--- Source material ---
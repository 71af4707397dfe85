pub mod app_config;
pub mod config;
pub mod listing;

use thiserror::Error;

pub use app_config::AppConfig;
pub use config::{load_app_config, load_app_config_from_env};
pub use listing::{canonical_link, Listing, NO_RATING, UNKNOWN};

/// Every tunable has a default, so the only way configuration fails is an
/// unparseable value.
#[derive(Debug, Error)]
pub enum ConfigError {
    #[error("invalid value for {var}: {reason}")]
    InvalidEnvVar { var: String, reason: String },
}
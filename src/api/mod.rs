//! API Module
//!
//! HTTP handlers and routing for the host's operational endpoints.
//!
//! # Endpoints
//! - `GET /health` - Health check
//! - `GET /stats` - Cache statistics

pub mod handlers;
pub mod routes;

pub use handlers::*;
pub use routes::create_router;
//! Configuration Module
//!
//! Loads cache backend selection and server settings from environment variables.

use std::env;
use std::fmt;
use std::str::FromStr;

use crate::error::{CacheError, Result};

/// Capacity of the local cache when none is configured.
pub const DEFAULT_LOCAL_CAPACITY: usize = 5;

/// Redis address used when none is configured.
pub const DEFAULT_REDIS_URL: &str = "redis://127.0.0.1:6379";

// == Backend Kind ==
/// Which cache backend to build at startup.
#[derive(Debug, Clone, Copy, PartialEq, Eq, Default)]
pub enum CacheBackendKind {
    /// Caching disabled
    None,
    /// Bounded in-process LRU
    #[default]
    Local,
    /// External Redis service
    Remote,
}

impl CacheBackendKind {
    pub fn as_str(&self) -> &'static str {
        match self {
            CacheBackendKind::None => "none",
            CacheBackendKind::Local => "local",
            CacheBackendKind::Remote => "remote",
        }
    }
}

impl fmt::Display for CacheBackendKind {
    fn fmt(&self, f: &mut fmt::Formatter<'_>) -> fmt::Result {
        f.write_str(self.as_str())
    }
}

impl FromStr for CacheBackendKind {
    type Err = CacheError;

    fn from_str(s: &str) -> Result<Self> {
        match s.trim().to_ascii_lowercase().as_str() {
            "none" => Ok(CacheBackendKind::None),
            "local" => Ok(CacheBackendKind::Local),
            "remote" => Ok(CacheBackendKind::Remote),
            other => Err(CacheError::InvalidConfig(format!(
                "unknown cache backend '{other}', expected one of: none, local, remote"
            ))),
        }
    }
}

// == Cache Config ==
/// Cache backend selection and tuning.
#[derive(Debug, Clone, PartialEq, Eq)]
pub struct CacheConfig {
    /// Backend to build
    pub backend: CacheBackendKind,
    /// Maximum number of pastes held by the local backend
    pub local_capacity: usize,
    /// Connection URL of the remote backend
    pub redis_url: String,
}

impl Default for CacheConfig {
    fn default() -> Self {
        Self {
            backend: CacheBackendKind::default(),
            local_capacity: DEFAULT_LOCAL_CAPACITY,
            redis_url: DEFAULT_REDIS_URL.to_string(),
        }
    }
}

// == Config ==
/// Server configuration parameters.
#[derive(Debug, Clone, PartialEq, Eq)]
pub struct Config {
    /// Cache settings
    pub cache: CacheConfig,
    /// HTTP server port
    pub server_port: u16,
}

impl Config {
    /// Loads configuration from environment variables.
    ///
    /// # Environment Variables
    /// - `CACHE_BACKEND` - `none`, `local` or `remote` (default: local)
    /// - `CACHE_LOCAL_CAPACITY` - Local cache capacity, at least 1 (default: 5)
    /// - `CACHE_REDIS_URL` - Remote cache address (default: redis://127.0.0.1:6379)
    /// - `SERVER_PORT` - HTTP server port (default: 3000)
    pub fn from_env() -> Result<Self> {
        Self::from_lookup(|key| env::var(key).ok())
    }

    /// Loads configuration through an arbitrary variable lookup.
    pub fn from_lookup<F>(lookup: F) -> Result<Self>
    where
        F: Fn(&str) -> Option<String>,
    {
        let defaults = CacheConfig::default();

        let backend = match lookup("CACHE_BACKEND") {
            Some(value) => value.parse()?,
            None => defaults.backend,
        };

        let local_capacity = match lookup("CACHE_LOCAL_CAPACITY") {
            Some(value) => value.trim().parse().map_err(|_| {
                CacheError::InvalidConfig(format!(
                    "CACHE_LOCAL_CAPACITY must be a positive integer, got '{value}'"
                ))
            })?,
            None => defaults.local_capacity,
        };

        let config = Self {
            cache: CacheConfig {
                backend,
                local_capacity,
                redis_url: lookup("CACHE_REDIS_URL").unwrap_or(defaults.redis_url),
            },
            server_port: lookup("SERVER_PORT")
                .and_then(|v| v.parse().ok())
                .unwrap_or(3000),
        };

        config.validate()?;
        Ok(config)
    }

    /// Rejects settings no backend can run with.
    pub fn validate(&self) -> Result<()> {
        if self.cache.local_capacity == 0 {
            return Err(CacheError::InvalidConfig(
                "CACHE_LOCAL_CAPACITY must be at least 1".to_string(),
            ));
        }
        if self.cache.backend == CacheBackendKind::Remote && self.cache.redis_url.trim().is_empty()
        {
            return Err(CacheError::InvalidConfig(
                "CACHE_REDIS_URL must be set for the remote backend".to_string(),
            ));
        }
        Ok(())
    }
}

impl Default for Config {
    fn default() -> Self {
        Self {
            cache: CacheConfig::default(),
            server_port: 3000,
        }
    }
}

#[cfg(test)]
mod tests {
    use super::*;
    use std::collections::HashMap;

    fn load(vars: &[(&str, &str)]) -> Result<Config> {
        let vars: HashMap<String, String> = vars
            .iter()
            .map(|(k, v)| (k.to_string(), v.to_string()))
            .collect();
        Config::from_lookup(|key| vars.get(key).cloned())
    }

    #[test]
    fn test_config_default() {
        let config = Config::default();
        assert_eq!(config.cache.backend, CacheBackendKind::Local);
        assert_eq!(config.cache.local_capacity, 5);
        assert_eq!(config.cache.redis_url, "redis://127.0.0.1:6379");
        assert_eq!(config.server_port, 3000);
    }

    #[test]
    fn test_config_from_empty_lookup_matches_default() {
        assert_eq!(load(&[]).unwrap(), Config::default());
    }

    #[test]
    fn test_config_remote_backend() {
        let config = load(&[
            ("CACHE_BACKEND", "Remote"),
            ("CACHE_REDIS_URL", "redis://cache:6379/2"),
            ("SERVER_PORT", "8080"),
        ])
        .unwrap();

        assert_eq!(config.cache.backend, CacheBackendKind::Remote);
        assert_eq!(config.cache.redis_url, "redis://cache:6379/2");
        assert_eq!(config.server_port, 8080);
    }

    #[test]
    fn test_config_unknown_backend_rejected() {
        let result = load(&[("CACHE_BACKEND", "memcached")]);
        assert!(matches!(result, Err(CacheError::InvalidConfig(_))));
    }

    #[test]
    fn test_config_zero_capacity_rejected() {
        let result = load(&[("CACHE_LOCAL_CAPACITY", "0")]);
        assert!(matches!(result, Err(CacheError::InvalidConfig(_))));
    }

    #[test]
    fn test_config_non_numeric_capacity_rejected() {
        let result = load(&[("CACHE_LOCAL_CAPACITY", "lots")]);
        assert!(matches!(result, Err(CacheError::InvalidConfig(_))));
    }

    #[test]
    fn test_config_empty_redis_url_rejected_for_remote() {
        let result = load(&[("CACHE_BACKEND", "remote"), ("CACHE_REDIS_URL", " ")]);
        assert!(matches!(result, Err(CacheError::InvalidConfig(_))));
    }

    #[test]
    fn test_backend_kind_display_roundtrip() {
        for kind in [
            CacheBackendKind::None,
            CacheBackendKind::Local,
            CacheBackendKind::Remote,
        ] {
            assert_eq!(kind.to_string().parse::<CacheBackendKind>().unwrap(), kind);
        }
    }
}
---
- Your objective -
Retype the entries one by one, exactly.

- Solution to this exercise -
repository 71af4707397dfe85
pub mod app_config;
pub mod config;
pub mod listing;

use thiserror::Error;

pub use app_config::AppConfig;
pub use config::{load_app_config, load_app_config_from_env};
pub use listing::{canonical_link, Listing, NO_RATING, UNKNOWN};

/// Every tunable has a default, so the only way configuration fails is an
/// unparseable value.
#[derive(Debug, Error)]
pub enum ConfigError {
    #[error("invalid value for {var}: {reason}")]
    InvalidEnvVar { var: String, reason: String },
}
filename src/api/mod.rs
//! API Module
//!
//! HTTP handlers and routing for the host's operational endpoints.
//!
//! # Endpoints
//! - `GET /health` - Health check
//! - `GET /stats` - Cache statistics

pub mod handlers;
pub mod routes;

pub use handlers::*;
pub use routes::create_router;
//! Configuration Module
//!
//! Loads cache backend selection and server settings from environment variables.

use std::env;
use std::fmt;
use std::str::FromStr;

use crate::error::{CacheError, Result};

/// Capacity of the local cache when none is configured.
pub const DEFAULT_LOCAL_CAPACITY: usize = 5;

/// Redis address used when none is configured.
pub const DEFAULT_REDIS_URL: &str = "redis://127.0.0.1:6379";

// == Backend Kind ==
/// Which cache backend to build at startup.
#[derive(Debug, Clone, Copy, PartialEq, Eq, Default)]
pub enum CacheBackendKind {
    /// Caching disabled
    None,
    /// Bounded in-process LRU
    #[default]
    Local,
    /// External Redis service
    Remote,
}

impl CacheBackendKind {
    pub fn as_str(&self) -> &'static str {
        match self {
            CacheBackendKind::None => "none",
            CacheBackendKind::Local => "local",
            CacheBackendKind::Remote => "remote",
        }
    }
}

impl fmt::Display for CacheBackendKind {
    fn fmt(&self, f: &mut fmt::Formatter<'_>) -> fmt::Result {
        f.write_str(self.as_str())
    }
}

impl FromStr for CacheBackendKind {
    type Err = CacheError;

    fn from_str(s: &str) -> Result<Self> {
        match s.trim().to_ascii_lowercase().as_str() {
            "none" => Ok(CacheBackendKind::None),
            "local" => Ok(CacheBackendKind::Local),
            "remote" => Ok(CacheBackendKind::Remote),
            other => Err(CacheError::InvalidConfig(format!(
                "unknown cache backend '{other}', expected one of: none, local, remote"
            ))),
        }
    }
}

// == Cache Config ==
/// Cache backend selection and tuning.
#[derive(Debug, Clone, PartialEq, Eq)]
pub struct CacheConfig {
    /// Backend to build
    pub backend: CacheBackendKind,
    /// Maximum number of pastes held by the local backend
    pub local_capacity: usize,
    /// Connection URL of the remote backend
    pub redis_url: String,
}

impl Default for CacheConfig {
    fn default() -> Self {
        Self {
            backend: CacheBackendKind::default(),
            local_capacity: DEFAULT_LOCAL_CAPACITY,
            redis_url: DEFAULT_REDIS_URL.to_string(),
        }
    }
}

// == Config ==
/// Server configuration parameters.
#[derive(Debug, Clone, PartialEq, Eq)]
pub struct Config {
    /// Cache settings
    pub cache: CacheConfig,
    /// HTTP server port
    pub server_port: u16,
}

impl Config {
    /// Loads configuration from environment variables.
    ///
    /// # Environment Variables
    /// - `CACHE_BACKEND` - `none`, `local` or `remote` (default: local)
    /// - `CACHE_LOCAL_CAPACITY` - Local cache capacity, at least 1 (default: 5)
    /// - `CACHE_REDIS_URL` - Remote cache address (default: redis://127.0.0.1:6379)
    /// - `SERVER_PORT` - HTTP server port (default: 3000)
    pub fn from_env() -> Result<Self> {
        Self::from_lookup(|key| env::var(key).ok())
    }

    /// Loads configuration through an arbitrary variable lookup.
    pub fn from_lookup<F>(lookup: F) -> Result<Self>
    where
        F: Fn(&str) -> Option<String>,
    {
        let defaults = CacheConfig::default();

        let backend = match lookup("CACHE_BACKEND") {
            Some(value) => value.parse()?,
            None => defaults.backend,
        };

        let local_capacity = match lookup("CACHE_LOCAL_CAPACITY") {
            Some(value) => value.trim().parse().map_err(|_| {
                CacheError::InvalidConfig(format!(
                    "CACHE_LOCAL_CAPACITY must be a positive integer, got '{value}'"
                ))
            })?,
            None => defaults.local_capacity,
        };

        let config = Self {
            cache: CacheConfig {
                backend,
                local_capacity,
                redis_url: lookup("CACHE_REDIS_URL").unwrap_or(defaults.redis_url),
            },
            server_port: lookup("SERVER_PORT")
                .and_then(|v| v.parse().ok())
                .unwrap_or(3000),
        };

        config.validate()?;
        Ok(config)
    }

    /// Rejects settings no backend can run with.
    pub fn validate(&self) -> Result<()> {
        if self.cache.local_capacity == 0 {
            return Err(CacheError::InvalidConfig(
                "CACHE_LOCAL_CAPACITY must be at least 1".to_string(),
            ));
        }
        if self.cache.backend == CacheBackendKind::Remote && self.cache.redis_url.trim().is_empty()
        {
            return Err(CacheError::InvalidConfig(
                "CACHE_REDIS_URL must be set for the remote backend".to_string(),
            ));
        }
        Ok(())
    }
}

impl Default for Config {
    fn default() -> Self {
        Self {
            cache: CacheConfig::default(),
            server_port: 3000,
        }
    }
}

#[cfg(test)]
mod tests {
    use super::*;
    use std::collections::HashMap;

    fn load(vars: &[(&str, &str)]) -> Result<Config> {
        let vars: HashMap<String, String> = vars
            .iter()
            .map(|(k, v)| (k.to_string(), v.to_string()))
            .collect();
        Config::from_lookup(|key| vars.get(key).cloned())
    }

    #[test]
    fn test_config_default() {
        let config = Config::default();
        assert_eq!(config.cache.backend, CacheBackendKind::Local);
        assert_eq!(config.cache.local_capacity, 5);
        assert_eq!(config.cache.redis_url, "redis://127.0.0.1:6379");
        assert_eq!(config.server_port, 3000);
    }

    #[test]
    fn test_config_from_empty_lookup_matches_default() {
        assert_eq!(load(&[]).unwrap(), Config::default());
    }

    #[test]
    fn test_config_remote_backend() {
        let config = load(&[
            ("CACHE_BACKEND", "Remote"),
            ("CACHE_REDIS_URL", "redis://cache:6379/2"),
            ("SERVER_PORT", "8080"),
        ])
        .unwrap();

        assert_eq!(config.cache.backend, CacheBackendKind::Remote);
        assert_eq!(config.cache.redis_url, "redis://cache:6379/2");
        assert_eq!(config.server_port, 8080);
    }

    #[test]
    fn test_config_unknown_backend_rejected() {
        let result = load(&[("CACHE_BACKEND", "memcached")]);
        assert!(matches!(result, Err(CacheError::InvalidConfig(_))));
    }

    #[test]
    fn test_config_zero_capacity_rejected() {
        let result = load(&[("CACHE_LOCAL_CAPACITY", "0")]);
        assert!(matches!(result, Err(CacheError::InvalidConfig(_))));
    }

    #[test]
    fn test_config_non_numeric_capacity_rejected() {
        let result = load(&[("CACHE_LOCAL_CAPACITY", "lots")]);
        assert!(matches!(result, Err(CacheError::InvalidConfig(_))));
    }

    #[test]
    fn test_config_empty_redis_url_rejected_for_remote() {
        let result = load(&[("CACHE_BACKEND", "remote"), ("CACHE_REDIS_URL", " ")]);
        assert!(matches!(result, Err(CacheError::InvalidConfig(_))));
    }

    #[test]
    fn test_backend_kind_display_roundtrip() {
        for kind in [
            CacheBackendKind::None,
            CacheBackendKind::Local,
            CacheBackendKind::Remote,
        ] {
            assert_eq!(kind.to_string().parse::<CacheBackendKind>().unwrap(), kind);
        }
    }
}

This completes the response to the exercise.